Hippeastrum reticulatum, the netted-veined amaryllis, is a flowering perennial herbaceous bulbous plant, in the family Amaryllidaceae, native to South America.

==Description==
===Vegetative characteristics===
Hippeastrum reticulatum is a bulbous, terrestrial herb with 3.2–4.8 cm wide bulbs bearing lanceolate to oblanceolate, pseudopetiolate, up to 45 cm long, and 3.8–5.0 cm wide leaves.
===Generative characteristics===
The 6–8-flowered, scapose inflorescence with a 40.0–45.0 cm long, and 0.7–0.9 cm wide scape bears pedicellate, pink to white flowers. Each locule has up to 12 ovules. The capsule fruit with a bright red interior bears globose seeds.
===Cytology===
The chromosome count is 2n = 22.

==Taxonomy==
Hippeastrum reticulatum was one of the earliest Hippeastrums to be discovered and was introduced to Europe in 1777 by Edward Whitaker Gray from Brazil, as documented by William Aiton in his Hortus Kewensis (1789). It was described by Charles Louis L'Héritier de Brutelle in 1788 as one of a number of species of Amaryllis, Amaryllis reticulata, it was later recognised by Herbert in 1824 as a member of the separate South American genus Hippeastrum rather than Amaryllis which is confined to South Africa, and thus as Hippeastrum reticulatum (L'Hér.) Herb., Bot. Mag. 51: t. 2475 (1824).

===Subdivision===
Some sources follow Herbert (1837) in stating that there are two varieties, reticulatum and striatifolium. A third variety, strictum Herb., is sometimes also included. This division into varieties is not accepted by the World Checklist.

===Etymology===
The specific epithet reticulatum is Latin for "netted", referring to the venation of the petals.

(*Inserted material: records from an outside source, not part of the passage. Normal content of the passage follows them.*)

//! Pre/post period arithmetic for the impact estimator.
//!
//! Periods are inclusive row-index pairs into a [`crate::assemble::DenseTable`]
//! whose index starts at `from_date` and is continuous.

use serde::Serialize;

use crate::{
    dates::parse_iso_date,
    error::{MergeError, MergeResult},
};

#[derive(Debug, Clone, Copy, PartialEq, Eq, Serialize)]
pub struct Period {
    pub start: usize,
    pub end: usize,
}

impl Period {
    pub fn row_count(&self) -> usize {
        self.end - self.start + 1
    }

    pub fn as_pair(&self) -> [usize; 2] {
        [self.start, self.end]
    }
}

#[derive(Debug, Clone, Copy, PartialEq, Eq, Serialize)]
pub struct ImpactWindow {
    pub pre_period: Period,
    pub post_period: Period,
}

impl ImpactWindow {
    pub fn from_dates(from_date: &str, to_date: &str, event_date: &str) -> MergeResult<Self> {
        let from = parse_iso_date(from_date)?;
        let to = parse_iso_date(to_date)?;
        let event = parse_iso_date(event_date)?;
        if from > to {
            return Err(MergeError::InvalidDateRange {
                from: from.to_string(),
                to: to.to_string(),
            });
        }
        if event <= from || event > to {
            return Err(MergeError::EventOutOfRange {
                from: from.to_string(),
                to: to.to_string(),
                event: event.to_string(),
            });
        }

        let pre_delta = (event - from).num_days() as usize;
        let post_delta = (to - event).num_days() as usize;
        Ok(Self {
            pre_period: Period {
                start: 0,
                end: pre_delta - 1,
            },
            post_period: Period {
                start: pre_delta,
                end: pre_delta + post_delta,
            },
        })
    }

    /// Total rows covered; equals the dense table's row count.
    pub fn span(&self) -> usize {
        self.post_period.end + 1
    }
}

==Distribution and habitat==
From Argentina to Brazil, growing in wet sandy soil. In Brazil they are found under Mussununga forest whose smaller canopy allows more light to reach the forest floor.

==Ecology==
Hippeastrum reticulatum blooms in late summer to autumn, with an active growing season of autumn to early winter, and requires a semi-dormant period of 4–6 weeks during late winter and early spring. The species is unusual amongst Hippeastrum, in being self-fertile.

==Conservation==
It is vulnerable to local extinction.

==Bibliography==

===Historical===
- Aiton, W. (1789). "Hortus Kewensis 3 vols."
- Herbert, W. (1819). "Amaryllis reticulata. β. striatifolia Griffin's netted-veined Amaryllis. Coburgia. Herbert."
- Herbert, W. (1824). "Amaryllis subbarbatum. Slightly-bearded Knights-star-lily"
- Herbert, William (1837). "Amaryllidaceae: Preceded by an Attempt to Arrange the Monocotyledonous Orders, and Followed by a Treatise on Cross-bred Vegetables, and Supplement"
- L'Héritier de Brutelle, Charles Louis (1788). "Sertum Anglicum, seu, Plantae rariores quae in hortis juxta Londinum: imprimis in horto regio Kewensi excoluntur, ab anno 1786 ad annum 1787 observatae"

===Databases===
- GBIF: Hippeastrum reticulatum
- "Hippeastrum reticulatum Herb." (2016)
- The Plant List (2013). "Hippeastrum reticulatum (L'Hér.) Herb."
- "World Checklist of Selected Plant Families"

===Flora===
- Zuloaga, Fernando O. (2008). "Catálogo de las plantas vasculares del Cono Sur: (Argentina, Sur de Brasil, Chile, Paraguay y Uruguay)"
- Maia, Leonor Costa (2016). "Lista de Espécies da Flora do Brasil"
- "Brazilian Flora 2020" (2016)
- "INCT – Herbário Virtual da Flora e dos Fungos" (2016)

===Other===
- Griffith, Chuck (2005). "reticulatus"
- "Pacific Bulb Society Wiki" (2015)
- Tsang, Dennis. "Hippeastrum reticulatum var. striatifolium"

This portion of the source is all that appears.